Those of you who are regular readers of mine know that I have dabbled a bit into writing articles – mostly in the area of self directed IRA investors (more specifically, the federal rules and regulations that govern IRAs). My latest attempt at imparting some semblance of wisdom was published recently in a Washington State Bar Association newsletter directed towards tax attorneys (i.e. members of the Taxation Law section of the WSBA). While this probably sounds terribly boring to many of you, the article actually goes into much more depth than some of my prior works, and due to its focus on three important IRS/Tax Court events in 2013, I believe that anyone who is interested in self directed IRA could benefit from reading the article. If you do take a look (see link below), please make sure and review the footnotes as well, which provide an expanded look at certain topics that cannot be discussed in full detail within in the body of the article.
Self Directed IRA Investors
The following is a sneak preview of the “three important events in 2013” that are discussed in the article:
Peek v. Commissioner (Tax Court case): Two IRA owners use their IRAs to invest in a newly-formed corporation; corporation purchases an active business; individuals personally guarantee part of business purchase price; IRAs converted to Roth IRAs while corp’s value was relatively low; business sold for large profit several years later; IRS retroactively invalidates both IRAs due to “extension of credit” (i.e. personal guarantee) prohibited transaction; business sale proceeds recognized as occurring to IRA owners personally, not within IRAs = tax, penalties, interest.

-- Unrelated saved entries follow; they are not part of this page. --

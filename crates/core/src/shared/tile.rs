use ndarray::ArrayView2;

/// One normalized time-step: single-channel intensities in `[0, 1]`.
#[derive(Clone, Debug, PartialEq)]
pub struct Tile {
    data: Vec<f32>,
    width: u32,
    height: u32,
}

impl Tile {
    pub fn new(data: Vec<f32>, width: u32, height: u32) -> Self {
        debug_assert_eq!(
            data.len(),
            (width as usize) * (height as usize),
            "data length must equal width * height"
        );
        debug_assert!(
            data.iter().all(|v| (0.0..=1.0).contains(v)),
            "tile intensities must lie in [0, 1]"
        );
        Self {
            data,
            width,
            height,
        }
    }

    /// A tile where every pixel has the same intensity.
    pub fn filled(value: f32, width: u32, height: u32) -> Self {
        Self::new(vec![value; (width * height) as usize], width, height)
    }

    pub fn data(&self) -> &[f32] {
        &self.data
    }

    pub fn width(&self) -> u32 {
        self.width
    }

    pub fn height(&self) -> u32 {
        self.height
    }

    /// `[height, width]` view.
    pub fn as_ndarray(&self) -> ArrayView2<'_, f32> {
        ArrayView2::from_shape((self.height as usize, self.width as usize), &self.data)
            .expect("Tile data length must match dimensions")
    }

    /// Intensities re-quantized to 8 bits, for debug output.
    pub fn to_luma8(&self) -> Vec<u8> {
        self.data
            .iter()
            .map(|v| (v * 255.0).round().clamp(0.0, 255.0) as u8)
            .collect()
    }
}
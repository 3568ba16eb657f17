use super::error::{DecodeError, PlaneKind};

/// One sample plane of a camera frame.
///
/// `row_stride` is the byte distance between rows and `pixel_stride` the
/// distance between neighbouring samples in a row (2 for chroma planes that
/// are views into a semi-planar buffer).
#[derive(Clone, Debug)]
pub struct PlaneBuf {
    pub data: Vec<u8>,
    pub row_stride: usize,
    pub pixel_stride: usize,
}

impl PlaneBuf {
    pub fn new(data: Vec<u8>, row_stride: usize, pixel_stride: usize) -> Self {
        Self {
            data,
            row_stride,
            pixel_stride,
        }
    }

    /// Tightly packed plane: rows of `width` samples, one byte apart.
    pub fn packed(data: Vec<u8>, width: usize) -> Self {
        Self::new(data, width, 1)
    }

    /// Minimum byte length needed to address `cols` x `rows` samples.
    ///
    /// `None` if the strides make that length overflow `usize`.
    pub fn required_len(&self, cols: usize, rows: usize) -> Option<usize> {
        if cols == 0 || rows == 0 {
            return Some(0);
        }
        (rows - 1)
            .checked_mul(self.row_stride)?
            .checked_add(row_span(cols, self.pixel_stride)?)
    }

    #[inline]
    pub fn sample(&self, col: usize, row: usize) -> u8 {
        self.data[row * self.row_stride + col * self.pixel_stride]
    }

    fn validate(&self, kind: PlaneKind, cols: usize, rows: usize) -> Result<(), DecodeError> {
        let invalid_stride = || DecodeError::InvalidStride {
            plane: kind,
            row_stride: self.row_stride,
            pixel_stride: self.pixel_stride,
        };
        if self.pixel_stride == 0 {
            return Err(invalid_stride());
        }
        let span = row_span(cols, self.pixel_stride).ok_or_else(invalid_stride)?;
        if self.row_stride < span {
            return Err(invalid_stride());
        }
        let required = self.required_len(cols, rows).ok_or_else(invalid_stride)?;
        if self.data.len() < required {
            return Err(DecodeError::PlaneTooShort {
                plane: kind,
                len: self.data.len(),
                required,
            });
        }
        Ok(())
    }
}

/// Bytes covered by one row of `cols` samples, from the first to the last.
fn row_span(cols: usize, pixel_stride: usize) -> Option<usize> {
    cols.saturating_sub(1).checked_mul(pixel_stride)?.checked_add(1)
}

/// A camera frame in planar YUV 4:2:0 layout.
///
/// Owned by the producer; the pipeline only ever borrows it for the duration
/// of one tick.
#[derive(Clone, Debug)]
pub struct RawFrame {
    pub width: u32,
    pub height: u32,
    pub luma: PlaneBuf,
    pub chroma_u: PlaneBuf,
    pub chroma_v: PlaneBuf,
    pub index: usize,
}

impl RawFrame {
    pub fn new(
        width: u32,
        height: u32,
        luma: PlaneBuf,
        chroma_u: PlaneBuf,
        chroma_v: PlaneBuf,
        index: usize,
    ) -> Self {
        Self {
            width,
            height,
            luma,
            chroma_u,
            chroma_v,
            index,
        }
    }

    /// Chroma plane dimensions for 4:2:0 subsampling (rounded up).
    pub fn chroma_size(&self) -> (usize, usize) {
        (
            (self.width as usize).div_ceil(2),
            (self.height as usize).div_ceil(2),
        )
    }

    /// Checks that every plane can be addressed for the frame's dimensions.
    pub fn validate(&self) -> Result<(), DecodeError> {
        if self.width == 0 || self.height == 0 {
            return Err(DecodeError::EmptyFrame {
                width: self.width,
                height: self.height,
            });
        }
        let (cw, ch) = self.chroma_size();
        self.luma
            .validate(PlaneKind::Luma, self.width as usize, self.height as usize)?;
        self.chroma_u.validate(PlaneKind::ChromaU, cw, ch)?;
        self.chroma_v.validate(PlaneKind::ChromaV, cw, ch)?;
        Ok(())
    }
}

#[cfg(test)]
mod tests {
    use super::*;
    use rstest::rstest;

    fn i420(width: u32, height: u32) -> RawFrame {
        let (w, h) = (width as usize, height as usize);
        let (cw, ch) = (w.div_ceil(2), h.div_ceil(2));
        RawFrame::new(
            width,
            height,
            PlaneBuf::packed(vec![16; w * h], w),
            PlaneBuf::packed(vec![128; cw * ch], cw),
            PlaneBuf::packed(vec![128; cw * ch], cw),
            0,
        )
    }

    #[test]
    fn test_required_len_packed() {
        let plane = PlaneBuf::packed(vec![], 8);
        assert_eq!(plane.required_len(8, 4), Some(32));
    }

    #[test]
    fn test_required_len_semi_planar_view() {
        // Chroma view into an interleaved buffer: last sample has no partner byte.
        let plane = PlaneBuf::new(vec![], 8, 2);
        assert_eq!(plane.required_len(4, 2), Some(8 + 6 + 1));
    }

    #[test]
    fn test_sample_uses_strides() {
        let plane = PlaneBuf::new((0..16).collect(), 8, 2);
        assert_eq!(plane.sample(0, 0), 0);
        assert_eq!(plane.sample(2, 0), 4);
        assert_eq!(plane.sample(1, 1), 10);
    }

    #[rstest]
    #[case::even(4, 4)]
    #[case::odd(5, 3)]
    #[case::single_pixel(1, 1)]
    fn test_validate_accepts_exact_planes(#[case] w: u32, #[case] h: u32) {
        assert!(i420(w, h).validate().is_ok());
    }

    #[test]
    fn test_chroma_size_rounds_up() {
        assert_eq!(i420(5, 3).chroma_size(), (3, 2));
    }

    #[test]
    fn test_validate_rejects_zero_dimensions() {
        let mut frame = i420(4, 4);
        frame.width = 0;
        assert!(matches!(
            frame.validate(),
            Err(DecodeError::EmptyFrame { .. })
        ));
    }

    #[test]
    fn test_validate_rejects_short_luma() {
        let mut frame = i420(4, 4);
        frame.luma.data.truncate(15);
        assert!(matches!(
            frame.validate(),
            Err(DecodeError::PlaneTooShort {
                plane: PlaneKind::Luma,
                len: 15,
                required: 16
            })
        ));
    }

    #[test]
    fn test_validate_rejects_empty_chroma() {
        let mut frame = i420(4, 4);
        frame.chroma_v.data.clear();
        assert!(matches!(
            frame.validate(),
            Err(DecodeError::PlaneTooShort {
                plane: PlaneKind::ChromaV,
                ..
            })
        ));
    }

    #[test]
    fn test_validate_rejects_zero_pixel_stride() {
        let mut frame = i420(4, 4);
        frame.chroma_u.pixel_stride = 0;
        assert!(matches!(
            frame.validate(),
            Err(DecodeError::InvalidStride { .. })
        ));
    }

    #[test]
    fn test_required_len_overflow_is_none() {
        let plane = PlaneBuf::new(vec![], usize::MAX / 2, 1);
        assert_eq!(plane.required_len(4, 4), None);
    }

    #[rstest]
    #[case::huge_row_stride(PlaneBuf::new(vec![0; 16], usize::MAX / 2, 1))]
    #[case::huge_pixel_stride(PlaneBuf::new(vec![0; 16], usize::MAX, usize::MAX / 2))]
    fn test_validate_rejects_overflowing_strides(#[case] luma: PlaneBuf) {
        let mut frame = i420(4, 4);
        frame.luma = luma;
        assert!(matches!(
            frame.validate(),
            Err(DecodeError::InvalidStride {
                plane: PlaneKind::Luma,
                ..
            })
        ));
    }
}
use std::path::Path;

use ort::execution_providers::ExecutionProviderDispatch;
use ort::session::builder::GraphOptimizationLevel;
use ort::session::Session;

/// Hardware-accelerated providers for the current platform, most preferred first.
///
/// ONNX Runtime falls back to its CPU provider when none of these register.
pub fn preferred_execution_providers() -> Vec<ExecutionProviderDispatch> {
    #[cfg(target_os = "macos")]
    {
        vec![ort::execution_providers::CoreMLExecutionProvider::default().build()]
    }
    #[cfg(target_os = "windows")]
    {
        vec![ort::execution_providers::DirectMLExecutionProvider::default().build()]
    }
    #[cfg(not(any(target_os = "macos", target_os = "windows")))]
    {
        vec![]
    }
}

/// Short name of the accelerator requested on this platform, for logs.
pub fn preferred_provider_name() -> &'static str {
    if cfg!(target_os = "macos") {
        "CoreML"
    } else if cfg!(target_os = "windows") {
        "DirectML"
    } else {
        "CPU"
    }
}

/// Loads an ONNX model with the platform providers and full graph optimization.
///
/// Both the landmark detector and the sequence classifier run one inference
/// per call from a single worker, so inter-op parallelism is pinned to one.
pub fn load_session(model_path: &Path) -> Result<Session, Box<dyn std::error::Error>> {
    let intra_threads = std::thread::available_parallelism()
        .map(|n| n.get())
        .unwrap_or(1);
    let session = Session::builder()?
        .with_optimization_level(GraphOptimizationLevel::Level3)?
        .with_inter_threads(1)?
        .with_intra_threads(intra_threads)?
        .with_execution_providers(preferred_execution_providers())?
        .commit_from_file(model_path)?;
    log::debug!(
        "Loaded {} (requested provider: {})",
        model_path.display(),
        preferred_provider_name()
    );
    Ok(session)
}

#[cfg(test)]
mod tests {
    use super::*;

    #[test]
    fn test_provider_list_matches_platform() {
        let providers = preferred_execution_providers();
        if cfg!(any(target_os = "macos", target_os = "windows")) {
            assert_eq!(providers.len(), 1);
        } else {
            assert!(providers.is_empty());
        }
    }

    #[test]
    fn test_provider_name_is_known() {
        assert!(["CoreML", "DirectML", "CPU"].contains(&preferred_provider_name()));
    }

    #[test]
    fn test_load_session_missing_file_fails() {
        assert!(load_session(Path::new("/nonexistent/model.onnx")).is_err());
    }
}
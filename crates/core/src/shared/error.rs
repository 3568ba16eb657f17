use thiserror::Error;

/// Which plane of a raw frame failed validation.
#[derive(Clone, Copy, Debug, PartialEq, Eq)]
pub enum PlaneKind {
    Luma,
    ChromaU,
    ChromaV,
}

impl std::fmt::Display for PlaneKind {
    fn fmt(&self, f: &mut std::fmt::Formatter<'_>) -> std::fmt::Result {
        match self {
            PlaneKind::Luma => write!(f, "luma"),
            PlaneKind::ChromaU => write!(f, "chroma U"),
            PlaneKind::ChromaV => write!(f, "chroma V"),
        }
    }
}

/// A raw frame could not be turned into an RGB image.
#[derive(Error, Debug)]
pub enum DecodeError {
    #[error("frame has zero dimensions ({width}x{height})")]
    EmptyFrame { width: u32, height: u32 },
    #[error("{plane} plane too short: {len} bytes, need at least {required}")]
    PlaneTooShort {
        plane: PlaneKind,
        len: usize,
        required: usize,
    },
    #[error("{plane} plane has invalid stride (row {row_stride}, pixel {pixel_stride})")]
    InvalidStride {
        plane: PlaneKind,
        row_stride: usize,
        pixel_stride: usize,
    },
    #[error("jpeg round trip failed: {0}")]
    Codec(#[from] image::ImageError),
}

/// Failures surfaced by a pipeline tick or by the controller.
///
/// "No region this tick" is not an error; see `TickOutcome::NoRegion`.
#[derive(Error, Debug)]
pub enum PipelineError {
    #[error("frame decode failed: {0}")]
    Decode(#[from] DecodeError),
    #[error("landmark detection failed: {0}")]
    Detection(String),
    #[error("classifier returned {scores} scores for {labels} labels")]
    ClassifierPrecondition { scores: usize, labels: usize },
    #[error("classification failed: {0}")]
    ClassifierFailure(String),
}
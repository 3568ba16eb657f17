pub mod ffmpeg_yuv_reader;
pub mod nv21_frame_codec;
pub mod png_tile_writer;
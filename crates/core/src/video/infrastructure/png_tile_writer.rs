use std::path::{Path, PathBuf};

use crate::shared::tile::Tile;
use crate::video::domain::tile_writer::TileWriter;

/// Writes each tile as an 8-bit grayscale PNG named `tile_<sequence>.png`.
pub struct PngTileWriter {
    dir: PathBuf,
}

impl PngTileWriter {
    /// Creates the output directory if needed.
    pub fn new(dir: &Path) -> Result<Self, std::io::Error> {
        std::fs::create_dir_all(dir)?;
        Ok(Self {
            dir: dir.to_path_buf(),
        })
    }

    pub fn path_for(&self, sequence: usize) -> PathBuf {
        self.dir.join(format!("tile_{sequence:06}.png"))
    }
}

impl TileWriter for PngTileWriter {
    fn write(&mut self, tile: &Tile, sequence: usize) -> Result<(), Box<dyn std::error::Error>> {
        let img = image::GrayImage::from_raw(tile.width(), tile.height(), tile.to_luma8())
            .ok_or("Failed to create image from tile data")?;
        img.save(self.path_for(sequence))?;
        Ok(())
    }

    fn destination(&self) -> &Path {
        &self.dir
    }
}
use ndarray::ArrayView3;

use super::bounding_box::BoundingBox;

/// A decoded frame or crop: contiguous RGB bytes in row-major order.
///
/// Lives for a single pipeline tick; nothing downstream of the normalizer
/// holds on to one.
#[derive(Clone, Debug)]
pub struct Frame {
    data: Vec<u8>,
    width: u32,
    height: u32,
    index: usize,
}

pub const CHANNELS: usize = 3;

impl Frame {
    pub fn new(data: Vec<u8>, width: u32, height: u32, index: usize) -> Self {
        debug_assert_eq!(
            data.len(),
            (width as usize) * (height as usize) * CHANNELS,
            "data length must equal width * height * 3"
        );
        Self {
            data,
            width,
            height,
            index,
        }
    }

    pub fn data(&self) -> &[u8] {
        &self.data
    }

    pub fn width(&self) -> u32 {
        self.width
    }

    pub fn height(&self) -> u32 {
        self.height
    }

    pub fn index(&self) -> usize {
        self.index
    }

    pub fn into_data(self) -> Vec<u8> {
        self.data
    }

    pub fn as_ndarray(&self) -> ArrayView3<'_, u8> {
        ArrayView3::from_shape(self.shape(), &self.data)
            .expect("Frame data length must match dimensions")
    }

    /// Copies the pixels inside `bbox` into a new frame carrying the same index.
    ///
    /// The box must already be clamped to this frame.
    pub fn crop(&self, bbox: &BoundingBox) -> Frame {
        debug_assert!(bbox.right <= self.width && bbox.bottom <= self.height);
        let w = bbox.width() as usize;
        let h = bbox.height() as usize;
        let stride = self.width as usize * CHANNELS;
        let mut data = Vec::with_capacity(w * h * CHANNELS);

        for row in bbox.top as usize..bbox.bottom as usize {
            let start = row * stride + bbox.left as usize * CHANNELS;
            data.extend_from_slice(&self.data[start..start + w * CHANNELS]);
        }

        Frame::new(data, w as u32, h as u32, self.index)
    }

    fn shape(&self) -> (usize, usize, usize) {
        (self.height as usize, self.width as usize, CHANNELS)
    }
}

Form 5498 changes (IRS informational tax form): Form 5498 is sent from IRA custodians to the IRS once per year and currently reports various activity within IRA accounts (e.g. contributions, distributions, fair market value of account, etc.); changes will add several additional “boxes”, which will require new information to be reported relating to “certain specified assets” – i.e. assets that do not have readily ascertainable values (e.g. real estate, privately-held business entities, etc.); this change will provide the IRS with more (but very limited) information about what is going on within self directed IRAs – what the IRS will do with this information is a different question.
Ellis v. Commissioner (Tax Court case): IRA owner purchases substantially all of a new LLC; LLC operates a car dealership; LLC pays IRA owner a small salary for serving as “general manager” of the business; IRS retroactively invalidates IRA using various prohibited transaction arguments; IRA owner owes huge tax bill, penalties, and interest due to retroactive IRA distribution (8 years prior to Court’s ruling); however, Tax Court affirms that IRA-owned LLCs are valid upon formation (and presumably on-going as long as they are handled correctly – I couldn’t agree more!)